_Provided information_:
★ ★ ★ ★ ★ ★ ★

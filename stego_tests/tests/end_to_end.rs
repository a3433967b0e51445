//! End-to-end scenarios (S1-S6) tying block transform, QIM codec,
//! population seeder, optimizers, and the block driver together.

use rand::rngs::SmallRng;
use rand::{Rng, SeedableRng};
use stego_core::block::{PixelBlock, BLOCK_LEN, BLOCK_SIDE};
use stego_core::candidate::Candidate;
use stego_core::dct::{dct, idct};
use stego_core::driver::{embed_image, extract_image, EmbedConfig, OptimizerKind};
use stego_core::metric::Metric;
use stego_core::optimizer::Optimizer;
use stego_core::population::generate_population;
use stego_core::qim::{embed, extract, EmbedMode, Extracted};
use stego_core::sca::Sca;
use stego_core::tlbo::Tlbo;
use stego_core::PixelBuffer;

fn run_optimizer(kind: OptimizerKind, population: Vec<Candidate>, iterations: usize, metric: &Metric, rng: &mut SmallRng) -> (f64, Candidate) {
    let mut optimizer: Box<dyn Optimizer> = match kind {
        OptimizerKind::Sca => Box::new(Sca::new(population, iterations, false)),
        OptimizerKind::Tlbo => Box::new(Tlbo::new(population, iterations)),
    };
    optimizer.optimize(metric, rng)
}

#[test]
fn s1_identity_on_constant_block() {
    let original: PixelBlock = [[128u8; BLOCK_SIDE]; BLOCK_SIDE];
    let mut bits = vec![false; 32];
    bits[0] = true;

    let coef = embed(&dct(&original), &bits, EmbedMode::MultiBit);
    let modified = idct(&coef);

    let mut rng = SmallRng::seed_from_u64(1);
    let population = generate_population(&original, &modified, 64, 0.9, 10, &mut rng);
    let metric = Metric::new(original, bits.clone(), 10, EmbedMode::MultiBit);
    let (score, mut best) = run_optimizer(OptimizerKind::Sca, population, 64, &metric, &mut rng);
    assert!(score > 1.0, "expected a committable candidate, got score {score}");

    let stego_block = best.apply_and_clamp(&original);
    for row in stego_block.iter() {
        for &p in row {
            assert!((0..=255).contains(&p));
        }
    }

    match extract(&dct(&stego_block)) {
        Extracted::Payload(out) => assert!(out[1..].iter().all(|&b| !b)),
        Extracted::Empty => panic!("expected a payload marker, got empty"),
    }
}

#[test]
fn s2_saturation_clamp_drives_candidate_nonpositive() {
    let original: PixelBlock = [[255u8; BLOCK_SIDE]; BLOCK_SIDE];
    let bits: Vec<bool> = (0..32).map(|k| k % 2 == 0).collect();
    let metric = Metric::new(original, bits, 10, EmbedMode::MultiBit);
    let mut rng = SmallRng::seed_from_u64(2);

    let mut candidate = Candidate([5.0; BLOCK_LEN]);
    let _ = metric.evaluate(&mut candidate, &mut rng);
    assert!(candidate.0.iter().all(|&v| v <= 0.0));
}

#[test]
fn s3_adversarial_block_falls_back_to_marker() {
    // A single-candidate, single-iteration search leaves no room for the
    // optimizer to find anything but the unperturbed seed, which the mostly
    // non-zero target bit pattern below won't match: the driver must fall
    // back to an empty marker rather than commit a wrong decode.
    let original: PixelBlock = std::array::from_fn(|i| {
        std::array::from_fn(|j| if (i + j) % 2 == 0 { 120u8 } else { 0u8 })
    });
    let bits = vec![true; 32];

    let coef = embed(&dct(&original), &bits, EmbedMode::MultiBit);
    let modified = idct(&coef);

    let mut rng = SmallRng::seed_from_u64(3);
    let population = generate_population(&original, &modified, 1, 0.9, 10, &mut rng);
    let metric = Metric::new(original, bits, 10, EmbedMode::MultiBit);
    let (score, _best) = run_optimizer(OptimizerKind::Sca, population, 1, &metric, &mut rng);
    assert!(score <= 1.0, "expected this starved search to miss the commit threshold, got {score}");

    // The driver's own fallback path, exercised at the same starved budget:
    // it must still produce a block that decodes as an empty marker.
    let config = EmbedConfig {
        optimizer: OptimizerKind::Sca,
        population_size: 1,
        iterations: 1,
        seed: 3,
    };
    let payload = vec![true; 31];
    let cover_data: Vec<u8> = (0..8)
        .flat_map(|i| (0..8).map(move |j| if (i + j) % 2 == 0 { 120u8 } else { 0u8 }))
        .collect();
    let cover = PixelBuffer::new(8, 8, cover_data);
    let (stego, order) = embed_image(&cover, &payload, &config);
    let block = stego.read_block(order[0]);
    assert_eq!(extract(&dct(&block)), Extracted::Empty);
    assert!(extract_image(&stego, &order).is_empty());
}

#[test]
fn s4_permutation_replay_recovers_distinct_windows() {
    let width = 512;
    let height = 512;
    let data: Vec<u8> = (0..width * height).map(|i| (i % 256) as u8).collect();
    let cover = PixelBuffer::new(width, height, data);

    let mut rng = SmallRng::seed_from_u64(4);
    let payload: Vec<bool> = (0..128).map(|_| rng.gen_bool(0.5)).collect();

    let config = EmbedConfig {
        optimizer: OptimizerKind::Sca,
        population_size: 32,
        iterations: 24,
        seed: 4,
    };
    let (stego, order) = embed_image(&cover, &payload, &config);

    let recovered: Vec<Option<Vec<bool>>> = order
        .iter()
        .map(|&block_index| {
            let block = stego.read_block(block_index);
            match extract(&dct(&block)) {
                Extracted::Empty => None,
                Extracted::Payload(bits) => Some(bits[1..].to_vec()),
            }
        })
        .collect();

    for (position, fragment) in recovered.iter().enumerate() {
        if let Some(bits) = fragment {
            let start = position * 31;
            let expected: Vec<bool> = (0..31)
                .map(|i| payload.get(start + i).copied().unwrap_or(false))
                .collect();
            assert_eq!(bits, &expected, "window mismatch at position {position}");
        }
    }

    let via_driver = extract_image(&stego, &order);
    assert!(!via_driver.is_empty() || recovered.iter().all(Option::is_none));
}

#[test]
fn s5_same_seed_same_deltas() {
    let original: PixelBlock = std::array::from_fn(|i| std::array::from_fn(|j| (i * 11 + j * 5) as u8));
    let bits: Vec<bool> = (0..32).map(|k| k % 4 == 0).collect();
    let coef = embed(&dct(&original), &bits, EmbedMode::MultiBit);
    let modified = idct(&coef);

    let run = || {
        let mut rng = SmallRng::seed_from_u64(9);
        let population = generate_population(&original, &modified, 32, 0.9, 10, &mut rng);
        let metric = Metric::new(original, bits.clone(), 10, EmbedMode::MultiBit);
        let (_, mut best) = run_optimizer(OptimizerKind::Tlbo, population, 16, &metric, &mut rng);
        best.apply_and_clamp(&original)
    };

    assert_eq!(run(), run());
}

#[test]
fn s6_both_optimizers_honor_the_commit_threshold() {
    let original: PixelBlock = std::array::from_fn(|i| std::array::from_fn(|j| (64 + i * 3 + j * 2) as u8));
    let mut bits: Vec<bool> = (0..32).map(|k| k % 3 != 0).collect();
    bits[0] = true;
    let coef = embed(&dct(&original), &bits, EmbedMode::MultiBit);
    let modified = idct(&coef);

    for kind in [OptimizerKind::Sca, OptimizerKind::Tlbo] {
        let mut rng = SmallRng::seed_from_u64(6);
        let population = generate_population(&original, &modified, 64, 0.9, 10, &mut rng);
        let metric = Metric::new(original, bits.clone(), 10, EmbedMode::MultiBit);
        let (score, mut best) = run_optimizer(kind, population, 64, &metric, &mut rng);

        if score > 1.0 {
            let block = best.apply_and_clamp(&original);
            match extract(&dct(&block)) {
                Extracted::Payload(out) => assert_eq!(&out[1..], &bits[1..]),
                Extracted::Empty => panic!("{kind:?}: committed candidate decoded as empty"),
            }
        }
    }
}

★ ★ ★ ★ ★ ★ ★

_The task_: All lines from the beginning of the listing through the one with "committable candidate, got" are to be restated word for word, and only those.

_Answer to the problem_:
filename stego_tests/tests/end_to_end.rs
repository a3433967b0e51445
//! End-to-end scenarios (S1-S6) tying block transform, QIM codec,
//! population seeder, optimizers, and the block driver together.

use rand::rngs::SmallRng;
use rand::{Rng, SeedableRng};
use stego_core::block::{PixelBlock, BLOCK_LEN, BLOCK_SIDE};
use stego_core::candidate::Candidate;
use stego_core::dct::{dct, idct};
use stego_core::driver::{embed_image, extract_image, EmbedConfig, OptimizerKind};
use stego_core::metric::Metric;
use stego_core::optimizer::Optimizer;
use stego_core::population::generate_population;
use stego_core::qim::{embed, extract, EmbedMode, Extracted};
use stego_core::sca::Sca;
use stego_core::tlbo::Tlbo;
use stego_core::PixelBuffer;

fn run_optimizer(kind: OptimizerKind, population: Vec<Candidate>, iterations: usize, metric: &Metric, rng: &mut SmallRng) -> (f64, Candidate) {
    let mut optimizer: Box<dyn Optimizer> = match kind {
        OptimizerKind::Sca => Box::new(Sca::new(population, iterations, false)),
        OptimizerKind::Tlbo => Box::new(Tlbo::new(population, iterations)),
    };
    optimizer.optimize(metric, rng)
}

#[test]
fn s1_identity_on_constant_block() {
    let original: PixelBlock = [[128u8; BLOCK_SIDE]; BLOCK_SIDE];
    let mut bits = vec![false; 32];
    bits[0] = true;

    let coef = embed(&dct(&original), &bits, EmbedMode::MultiBit);
    let modified = idct(&coef);

    let mut rng = SmallRng::seed_from_u64(1);
    let population = generate_population(&original, &modified, 64, 0.9, 10, &mut rng);
    let metric = Metric::new(original, bits.clone(), 10, EmbedMode::MultiBit);
    let (score, mut best) = run_optimizer(OptimizerKind::Sca, population, 64, &metric, &mut rng);
    assert!(score > 1.0, "expected a committable candidate, got score {score}");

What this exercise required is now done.